[[ DATA EXTRACT open ]]
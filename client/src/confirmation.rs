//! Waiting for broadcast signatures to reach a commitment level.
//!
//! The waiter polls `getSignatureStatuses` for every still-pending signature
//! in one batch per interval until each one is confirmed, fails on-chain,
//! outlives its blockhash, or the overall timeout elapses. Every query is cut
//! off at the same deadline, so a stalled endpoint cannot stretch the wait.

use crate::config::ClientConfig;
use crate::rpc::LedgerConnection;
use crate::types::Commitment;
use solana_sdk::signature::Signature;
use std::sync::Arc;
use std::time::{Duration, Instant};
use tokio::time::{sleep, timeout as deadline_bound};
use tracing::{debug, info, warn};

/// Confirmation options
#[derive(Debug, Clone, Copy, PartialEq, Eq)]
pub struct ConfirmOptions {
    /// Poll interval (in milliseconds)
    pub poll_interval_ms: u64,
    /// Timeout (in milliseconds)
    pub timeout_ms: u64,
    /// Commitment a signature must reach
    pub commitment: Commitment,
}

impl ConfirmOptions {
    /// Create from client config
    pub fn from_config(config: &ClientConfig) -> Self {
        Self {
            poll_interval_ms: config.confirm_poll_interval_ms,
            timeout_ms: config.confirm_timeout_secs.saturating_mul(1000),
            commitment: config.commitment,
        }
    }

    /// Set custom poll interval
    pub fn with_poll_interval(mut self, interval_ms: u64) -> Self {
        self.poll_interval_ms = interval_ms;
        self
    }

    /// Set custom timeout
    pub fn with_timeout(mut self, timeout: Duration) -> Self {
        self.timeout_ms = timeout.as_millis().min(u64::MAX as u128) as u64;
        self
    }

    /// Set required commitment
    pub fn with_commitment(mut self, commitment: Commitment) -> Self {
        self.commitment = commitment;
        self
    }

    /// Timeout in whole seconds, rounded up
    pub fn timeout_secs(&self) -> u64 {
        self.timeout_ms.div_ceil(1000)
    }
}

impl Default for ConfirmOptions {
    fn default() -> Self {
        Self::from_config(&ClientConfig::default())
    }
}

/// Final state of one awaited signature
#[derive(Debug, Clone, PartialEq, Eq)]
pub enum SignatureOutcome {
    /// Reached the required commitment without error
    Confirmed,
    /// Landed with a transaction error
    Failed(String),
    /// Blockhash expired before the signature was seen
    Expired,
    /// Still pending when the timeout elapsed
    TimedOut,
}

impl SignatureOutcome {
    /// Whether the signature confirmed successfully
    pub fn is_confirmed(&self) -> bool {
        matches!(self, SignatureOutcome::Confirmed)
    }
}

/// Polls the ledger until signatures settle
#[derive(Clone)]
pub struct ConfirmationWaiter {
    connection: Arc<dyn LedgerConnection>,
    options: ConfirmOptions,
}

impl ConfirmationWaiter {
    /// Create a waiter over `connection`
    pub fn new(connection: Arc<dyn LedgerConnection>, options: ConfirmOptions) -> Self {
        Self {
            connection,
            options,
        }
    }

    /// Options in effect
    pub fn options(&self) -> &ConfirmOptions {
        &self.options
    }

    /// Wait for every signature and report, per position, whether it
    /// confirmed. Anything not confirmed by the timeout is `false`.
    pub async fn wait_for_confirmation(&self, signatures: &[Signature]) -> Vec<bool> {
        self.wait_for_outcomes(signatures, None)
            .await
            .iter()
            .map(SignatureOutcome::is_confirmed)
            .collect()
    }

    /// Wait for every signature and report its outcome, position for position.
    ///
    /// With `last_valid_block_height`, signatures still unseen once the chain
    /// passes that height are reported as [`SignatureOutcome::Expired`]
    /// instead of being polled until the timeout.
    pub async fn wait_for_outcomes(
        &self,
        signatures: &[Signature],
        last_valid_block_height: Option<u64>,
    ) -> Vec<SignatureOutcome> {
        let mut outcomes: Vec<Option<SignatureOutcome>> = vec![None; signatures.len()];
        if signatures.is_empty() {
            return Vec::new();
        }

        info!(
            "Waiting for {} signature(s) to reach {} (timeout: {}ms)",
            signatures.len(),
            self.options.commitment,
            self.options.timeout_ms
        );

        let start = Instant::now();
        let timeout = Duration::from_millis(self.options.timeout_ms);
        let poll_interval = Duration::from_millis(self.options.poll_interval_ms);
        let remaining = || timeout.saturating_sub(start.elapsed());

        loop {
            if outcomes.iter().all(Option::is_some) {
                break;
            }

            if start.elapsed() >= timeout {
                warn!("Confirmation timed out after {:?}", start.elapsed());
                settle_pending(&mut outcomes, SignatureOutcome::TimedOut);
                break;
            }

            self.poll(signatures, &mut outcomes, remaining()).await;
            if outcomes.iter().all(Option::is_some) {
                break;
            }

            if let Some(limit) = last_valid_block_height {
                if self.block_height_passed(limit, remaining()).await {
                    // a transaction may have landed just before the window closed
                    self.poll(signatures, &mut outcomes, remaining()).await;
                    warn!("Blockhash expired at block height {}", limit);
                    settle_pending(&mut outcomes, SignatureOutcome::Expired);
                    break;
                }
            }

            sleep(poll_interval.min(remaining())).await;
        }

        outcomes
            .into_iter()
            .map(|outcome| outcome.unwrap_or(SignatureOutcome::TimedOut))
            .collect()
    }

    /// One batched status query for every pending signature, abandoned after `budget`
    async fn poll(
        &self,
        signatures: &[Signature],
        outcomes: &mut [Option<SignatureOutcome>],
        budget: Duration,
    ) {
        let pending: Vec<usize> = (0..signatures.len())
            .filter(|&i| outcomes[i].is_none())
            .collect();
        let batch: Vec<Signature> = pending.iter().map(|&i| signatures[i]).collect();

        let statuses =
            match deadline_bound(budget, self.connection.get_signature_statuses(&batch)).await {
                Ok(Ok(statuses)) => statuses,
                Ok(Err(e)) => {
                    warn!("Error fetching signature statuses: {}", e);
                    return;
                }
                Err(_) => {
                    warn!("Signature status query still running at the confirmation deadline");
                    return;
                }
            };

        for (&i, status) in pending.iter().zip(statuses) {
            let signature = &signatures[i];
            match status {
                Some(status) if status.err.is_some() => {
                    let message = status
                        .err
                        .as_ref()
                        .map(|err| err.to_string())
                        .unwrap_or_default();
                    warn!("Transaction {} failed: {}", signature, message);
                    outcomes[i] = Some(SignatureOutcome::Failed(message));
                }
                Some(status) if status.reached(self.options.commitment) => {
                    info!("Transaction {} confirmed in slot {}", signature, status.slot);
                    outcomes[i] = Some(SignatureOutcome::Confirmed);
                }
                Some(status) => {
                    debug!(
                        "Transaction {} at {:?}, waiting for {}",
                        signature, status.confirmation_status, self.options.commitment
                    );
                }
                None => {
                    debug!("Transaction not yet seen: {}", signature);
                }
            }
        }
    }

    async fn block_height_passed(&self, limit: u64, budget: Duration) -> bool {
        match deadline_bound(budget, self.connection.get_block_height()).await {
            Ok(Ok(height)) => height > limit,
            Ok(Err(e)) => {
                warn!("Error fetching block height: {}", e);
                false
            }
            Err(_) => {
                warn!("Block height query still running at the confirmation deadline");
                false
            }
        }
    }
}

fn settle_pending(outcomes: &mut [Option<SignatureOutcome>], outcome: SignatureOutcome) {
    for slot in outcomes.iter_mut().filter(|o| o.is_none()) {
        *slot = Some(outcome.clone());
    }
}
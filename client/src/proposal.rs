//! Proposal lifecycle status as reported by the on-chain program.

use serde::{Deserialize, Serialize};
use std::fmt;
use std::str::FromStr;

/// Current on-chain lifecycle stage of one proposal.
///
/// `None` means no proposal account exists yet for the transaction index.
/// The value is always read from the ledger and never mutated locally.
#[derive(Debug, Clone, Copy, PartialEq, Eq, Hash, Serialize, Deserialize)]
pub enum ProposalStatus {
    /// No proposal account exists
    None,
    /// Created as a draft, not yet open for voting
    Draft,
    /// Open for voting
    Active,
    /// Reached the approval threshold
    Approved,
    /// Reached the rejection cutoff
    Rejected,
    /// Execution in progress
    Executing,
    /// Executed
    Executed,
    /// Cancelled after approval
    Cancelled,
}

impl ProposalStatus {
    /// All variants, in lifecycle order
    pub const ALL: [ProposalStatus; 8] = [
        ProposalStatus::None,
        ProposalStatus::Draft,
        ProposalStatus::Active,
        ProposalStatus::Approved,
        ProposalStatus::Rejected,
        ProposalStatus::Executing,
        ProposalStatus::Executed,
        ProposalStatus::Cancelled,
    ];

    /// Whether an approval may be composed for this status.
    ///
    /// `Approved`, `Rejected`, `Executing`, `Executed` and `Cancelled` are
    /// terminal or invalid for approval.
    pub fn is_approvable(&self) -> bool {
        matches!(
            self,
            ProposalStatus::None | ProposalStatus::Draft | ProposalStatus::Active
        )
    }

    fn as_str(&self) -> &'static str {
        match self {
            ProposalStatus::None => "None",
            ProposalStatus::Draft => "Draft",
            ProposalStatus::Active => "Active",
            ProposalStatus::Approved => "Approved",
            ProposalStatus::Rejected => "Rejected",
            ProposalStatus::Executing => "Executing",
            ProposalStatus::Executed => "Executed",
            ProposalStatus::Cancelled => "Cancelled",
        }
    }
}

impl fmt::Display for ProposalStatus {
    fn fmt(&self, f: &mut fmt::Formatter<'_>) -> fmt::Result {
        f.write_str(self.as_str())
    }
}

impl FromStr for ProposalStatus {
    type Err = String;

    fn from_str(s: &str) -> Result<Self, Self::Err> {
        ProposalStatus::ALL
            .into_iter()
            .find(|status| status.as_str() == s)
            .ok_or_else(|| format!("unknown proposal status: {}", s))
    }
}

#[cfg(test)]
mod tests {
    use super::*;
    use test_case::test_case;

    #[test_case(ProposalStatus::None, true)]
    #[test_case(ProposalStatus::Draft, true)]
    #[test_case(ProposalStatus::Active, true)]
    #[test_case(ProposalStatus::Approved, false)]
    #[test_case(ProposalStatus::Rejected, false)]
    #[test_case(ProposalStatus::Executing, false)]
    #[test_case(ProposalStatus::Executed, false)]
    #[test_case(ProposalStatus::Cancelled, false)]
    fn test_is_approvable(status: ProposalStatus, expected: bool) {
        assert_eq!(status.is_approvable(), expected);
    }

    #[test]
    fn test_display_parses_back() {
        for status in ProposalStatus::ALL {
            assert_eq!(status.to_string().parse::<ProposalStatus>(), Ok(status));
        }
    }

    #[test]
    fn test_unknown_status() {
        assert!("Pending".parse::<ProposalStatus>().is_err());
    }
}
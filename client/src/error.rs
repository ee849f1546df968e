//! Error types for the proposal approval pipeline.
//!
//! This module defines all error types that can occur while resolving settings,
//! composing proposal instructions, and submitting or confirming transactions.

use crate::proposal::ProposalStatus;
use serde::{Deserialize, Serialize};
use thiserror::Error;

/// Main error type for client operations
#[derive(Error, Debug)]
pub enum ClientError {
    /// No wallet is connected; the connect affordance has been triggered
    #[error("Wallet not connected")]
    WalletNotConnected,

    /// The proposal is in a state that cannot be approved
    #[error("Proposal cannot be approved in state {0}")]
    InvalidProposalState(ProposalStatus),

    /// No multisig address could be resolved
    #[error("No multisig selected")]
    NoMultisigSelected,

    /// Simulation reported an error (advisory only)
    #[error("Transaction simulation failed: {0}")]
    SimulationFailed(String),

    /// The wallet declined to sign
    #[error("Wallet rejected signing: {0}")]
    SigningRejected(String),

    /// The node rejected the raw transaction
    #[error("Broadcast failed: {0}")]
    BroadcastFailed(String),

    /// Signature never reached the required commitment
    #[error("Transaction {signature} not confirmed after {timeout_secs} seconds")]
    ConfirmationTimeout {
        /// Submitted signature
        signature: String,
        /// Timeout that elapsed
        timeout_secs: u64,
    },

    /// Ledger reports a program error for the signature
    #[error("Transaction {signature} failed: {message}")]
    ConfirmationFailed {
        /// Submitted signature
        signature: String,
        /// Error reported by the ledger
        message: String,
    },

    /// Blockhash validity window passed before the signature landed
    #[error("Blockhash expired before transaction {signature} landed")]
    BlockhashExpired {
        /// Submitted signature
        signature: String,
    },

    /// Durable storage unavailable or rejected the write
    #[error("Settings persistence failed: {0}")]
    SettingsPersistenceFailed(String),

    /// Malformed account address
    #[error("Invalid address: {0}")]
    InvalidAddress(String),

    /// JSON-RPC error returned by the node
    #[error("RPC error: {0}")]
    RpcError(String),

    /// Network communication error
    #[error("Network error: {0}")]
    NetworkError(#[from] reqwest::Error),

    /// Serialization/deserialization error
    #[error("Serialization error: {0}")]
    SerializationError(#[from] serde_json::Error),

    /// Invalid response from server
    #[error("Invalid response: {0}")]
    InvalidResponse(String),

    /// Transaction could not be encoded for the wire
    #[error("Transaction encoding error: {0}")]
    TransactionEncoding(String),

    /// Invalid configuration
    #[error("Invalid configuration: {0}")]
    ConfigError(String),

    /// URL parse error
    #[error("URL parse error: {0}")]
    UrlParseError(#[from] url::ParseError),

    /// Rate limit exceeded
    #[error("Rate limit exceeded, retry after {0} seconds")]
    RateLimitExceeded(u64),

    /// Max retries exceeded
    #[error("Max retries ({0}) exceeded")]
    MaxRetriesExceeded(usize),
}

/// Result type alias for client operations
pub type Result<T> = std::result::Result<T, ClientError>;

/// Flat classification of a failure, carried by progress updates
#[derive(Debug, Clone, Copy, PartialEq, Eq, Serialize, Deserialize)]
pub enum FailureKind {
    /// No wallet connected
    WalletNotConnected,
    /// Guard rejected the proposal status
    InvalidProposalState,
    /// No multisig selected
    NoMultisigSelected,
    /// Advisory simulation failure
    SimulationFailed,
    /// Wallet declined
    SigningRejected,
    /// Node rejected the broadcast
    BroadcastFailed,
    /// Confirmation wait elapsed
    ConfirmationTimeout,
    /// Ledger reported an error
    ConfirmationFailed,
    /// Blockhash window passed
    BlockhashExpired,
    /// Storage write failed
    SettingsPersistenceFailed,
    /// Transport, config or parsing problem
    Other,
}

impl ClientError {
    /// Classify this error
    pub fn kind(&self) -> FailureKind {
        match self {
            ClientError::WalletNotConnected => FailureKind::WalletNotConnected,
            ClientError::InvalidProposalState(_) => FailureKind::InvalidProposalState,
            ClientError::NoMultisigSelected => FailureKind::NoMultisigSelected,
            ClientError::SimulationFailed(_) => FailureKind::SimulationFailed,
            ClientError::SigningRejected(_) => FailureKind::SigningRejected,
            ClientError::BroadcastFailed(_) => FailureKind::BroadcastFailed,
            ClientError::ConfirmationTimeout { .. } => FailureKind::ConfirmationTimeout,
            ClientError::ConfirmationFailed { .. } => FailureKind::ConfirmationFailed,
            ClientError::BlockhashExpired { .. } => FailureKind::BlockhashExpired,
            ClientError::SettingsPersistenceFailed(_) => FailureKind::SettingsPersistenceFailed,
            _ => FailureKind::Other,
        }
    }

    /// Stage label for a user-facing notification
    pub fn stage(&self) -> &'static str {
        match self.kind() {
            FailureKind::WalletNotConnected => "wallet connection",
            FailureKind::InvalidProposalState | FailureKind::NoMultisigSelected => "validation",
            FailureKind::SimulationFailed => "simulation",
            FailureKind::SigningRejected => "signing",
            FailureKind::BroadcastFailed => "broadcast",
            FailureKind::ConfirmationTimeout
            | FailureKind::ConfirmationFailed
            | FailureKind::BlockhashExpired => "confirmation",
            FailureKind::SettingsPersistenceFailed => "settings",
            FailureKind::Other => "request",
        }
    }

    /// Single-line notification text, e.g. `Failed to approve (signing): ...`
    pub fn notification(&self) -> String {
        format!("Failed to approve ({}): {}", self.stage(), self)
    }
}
[[ DATA EXTRACT closed ]]
● **PROBLEM STATEMENT**
Set down again, word for word, the stretch of records from the line with "use crate::config::ClientConfig;" to the line with "fn default() ->", both of those lines included.

● **EXERCISE OUTPUT**
use crate::config::ClientConfig;
use crate::rpc::LedgerConnection;
use crate::types::Commitment;
use solana_sdk::signature::Signature;
use std::sync::Arc;
use std::time::{Duration, Instant};
use tokio::time::{sleep, timeout as deadline_bound};
use tracing::{debug, info, warn};

/// Confirmation options
#[derive(Debug, Clone, Copy, PartialEq, Eq)]
pub struct ConfirmOptions {
    /// Poll interval (in milliseconds)
    pub poll_interval_ms: u64,
    /// Timeout (in milliseconds)
    pub timeout_ms: u64,
    /// Commitment a signature must reach
    pub commitment: Commitment,
}

impl ConfirmOptions {
    /// Create from client config
    pub fn from_config(config: &ClientConfig) -> Self {
        Self {
            poll_interval_ms: config.confirm_poll_interval_ms,
            timeout_ms: config.confirm_timeout_secs.saturating_mul(1000),
            commitment: config.commitment,
        }
    }

    /// Set custom poll interval
    pub fn with_poll_interval(mut self, interval_ms: u64) -> Self {
        self.poll_interval_ms = interval_ms;
        self
    }

    /// Set custom timeout
    pub fn with_timeout(mut self, timeout: Duration) -> Self {
        self.timeout_ms = timeout.as_millis().min(u64::MAX as u128) as u64;
        self
    }

    /// Set required commitment
    pub fn with_commitment(mut self, commitment: Commitment) -> Self {
        self.commitment = commitment;
        self
    }

    /// Timeout in whole seconds, rounded up
    pub fn timeout_secs(&self) -> u64 {
        self.timeout_ms.div_ceil(1000)
    }
}

impl Default for ConfirmOptions {
    fn default() -> Self {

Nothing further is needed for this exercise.